The features of the syndrome are
- Facial features – these are variable, both from person to person, and over time. In early childhood there can be ptosis (drooping eyelids), low set ears, short neck, and low hairline, but especially in adult life there may be no particular differences
- Cardiac problems – the most common finding is narrowing of the pulmonary valve or pulmonary stenosis. This is easily treated but sometime there may be a more serious thickening of the heart muscle or cardiomyopathy
- Lymphatics – there may be generalised fluid retention at birth and in more chronic fluid retention in the legs later
Growth – many children with Noonan syndrome will be shorter than predicted from the heights of their parents.

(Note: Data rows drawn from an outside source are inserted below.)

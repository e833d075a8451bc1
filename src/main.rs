use anyhow::{Context, Result};
use bunkerwatch::config::{Config, find_env_file};
use bunkerwatch::cooldown::CooldownStore;
use bunkerwatch::logging::{LogContext, get_logger_with_context, init_logging};
use bunkerwatch::prices::GameApiClient;
use bunkerwatch::scheduler::{Scheduler, ShutdownSignal};
use bunkerwatch::telegram::TelegramNotifier;
use bunkerwatch::timezone::resolve_timezone;
use bunkerwatch::PriceMonitor;
use std::time::Duration;

const HTTP_TIMEOUT: Duration = Duration::from_secs(30);

#[tokio::main]
async fn main() {
    if let Err(e) = run().await {
        eprintln!("Config error: {:#}", e);
        std::process::exit(1);
    }
}

async fn run() -> Result<()> {
    let env_path = find_env_file()
        .context(".env file not found (checked executable dir and working dir)")?;
    let config = Config::from_env_file(&env_path)?;

    init_logging(&config.logging)?;
    let logger = get_logger_with_context(
        LogContext::new("main").with_field("version", env!("APP_VERSION").to_string()),
    );
    logger.info("Shipping Manager price alert bot starting...");
    logger.info(&format!("Loaded config from: {}", env_path.display()));

    let timezone = resolve_timezone(&config.timezone);
    logger.info(&format!(
        "Config loaded - Fuel threshold: ${}/t, CO2 threshold: ${}/t, Timezone: {}",
        config.thresholds.fuel, config.thresholds.co2, timezone
    ));
    logger.info(&format!("Telegram chat ID: {}", config.telegram.chat_id));

    let shutdown = ShutdownSignal::install().context("failed to register signal handlers")?;

    let http = reqwest::Client::builder()
        .timeout(HTTP_TIMEOUT)
        .build()
        .context("failed to build HTTP client")?;

    let monitor = PriceMonitor::new(
        Box::new(GameApiClient::new(http.clone(), &config.game)),
        Box::new(TelegramNotifier::new(http, &config.telegram)),
        CooldownStore::beside_executable(),
        config.thresholds,
        config.telegram.chat_id.clone(),
    )
    .with_timezone(timezone);
    monitor.log_restored_state();

    let mut scheduler = Scheduler::new(monitor);
    scheduler.run(shutdown.recv()).await;

    logger.info("Shutdown complete");
    Ok(())
}
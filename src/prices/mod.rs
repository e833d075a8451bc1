//! Shipping Manager bunker price source
//!
//! The game exposes a single endpoint returning the recent window of
//! half-hourly fuel and CO2 prices. It authenticates with the browser
//! session cookie.

pub mod client;
pub mod types;

pub use client::{GameApiClient, PriceSource, parse_price_response};
pub use types::{PriceSlot, SlotKey};
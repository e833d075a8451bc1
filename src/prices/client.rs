use async_trait::async_trait;
use reqwest::header::{ACCEPT, CONTENT_TYPE, COOKIE, ORIGIN, REFERER, USER_AGENT};

use crate::config::GameConfig;
use crate::error::{BunkerwatchError, Result};
use crate::logging::get_logger;
use crate::prices::types::{PriceResponse, PriceSlot};

const GAME_ORIGIN: &str = "https://shippingmanager.cc";
const PRICES_URL: &str = "https://shippingmanager.cc/api/bunker/get-prices";
const BROWSER_USER_AGENT: &str = "Mozilla/5.0 (Windows NT 10.0; Win64; x64) AppleWebKit/537.36 (KHTML, like Gecko) Chrome/141.0.0.0 Safari/537.36";

/// Anything that can produce the current window of price slots
#[async_trait]
pub trait PriceSource: Send + Sync {
    /// Fetch the current price window. The list may be empty and may not
    /// contain the slot for the current time.
    async fn fetch_prices(&self) -> Result<Vec<PriceSlot>>;
}

/// Shipping Manager bunker price endpoint
pub struct GameApiClient {
    http: reqwest::Client,
    session_token: String,
    game_version: String,
    logger: crate::logging::StructuredLogger,
}

impl GameApiClient {
    /// Create a client on top of a shared HTTP client (which carries the timeout)
    pub fn new(http: reqwest::Client, cfg: &GameConfig) -> Self {
        Self {
            http,
            session_token: cfg.session_token.clone(),
            game_version: cfg.game_version.clone(),
            logger: get_logger("prices"),
        }
    }
}

#[async_trait]
impl PriceSource for GameApiClient {
    async fn fetch_prices(&self) -> Result<Vec<PriceSlot>> {
        let resp = self
            .http
            .post(PRICES_URL)
            .header(CONTENT_TYPE, "application/x-www-form-urlencoded")
            .header(ACCEPT, "application/json, text/plain, */*")
            .header("Game-Version", &self.game_version)
            .header(USER_AGENT, BROWSER_USER_AGENT)
            .header(ORIGIN, GAME_ORIGIN)
            .header(REFERER, format!("{}/loading", GAME_ORIGIN))
            .header(
                COOKIE,
                format!("shipping_manager_session={}", self.session_token),
            )
            .body("")
            .send()
            .await?;

        let status = resp.status();
        let body = resp.bytes().await?;

        if !status.is_success() {
            return Err(BunkerwatchError::api(format!(
                "API returned status {}: {}",
                status.as_u16(),
                String::from_utf8_lossy(&body)
            )));
        }

        let prices = parse_price_response(&body)?;
        self.logger
            .debug(&format!("Fetched {} price slots", prices.len()));
        Ok(prices)
    }
}

/// Decode a `get-prices` response body
pub fn parse_price_response(body: &[u8]) -> Result<Vec<PriceSlot>> {
    let parsed: PriceResponse = serde_json::from_slice(body).map_err(|e| {
        BunkerwatchError::serialization(format!(
            "failed to parse response: {} (body: {})",
            e,
            String::from_utf8_lossy(body)
        ))
    })?;
    Ok(parsed.data.prices)
}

- Puberty – puberty in both boys and girls can be delayed. In boys there may be problems with the testicles descending (cryptorchidism) and reduced fertility in adult life
- Development – the range of intellectual development is wide but some children may be slower in their developmental milestones and need extra help at school
- Behaviour – It is difficult to characterise any specific behavioural pattern but emotional and autistic features have been reported
- Feeding difficulties – there may be difficulties with feeding at first and a few children require tube feeding but these difficulties improve with age
- Blood – problems with bleeding and easy bruising have been reported
- Hearing and vision – there are rarely problems but, in some people, deafness or a squint may occur
- Adult life – many problems improve with age, but some issues such as musculoskeletal pain, problems with the lymphatics or epilepsy may develop after early childhood.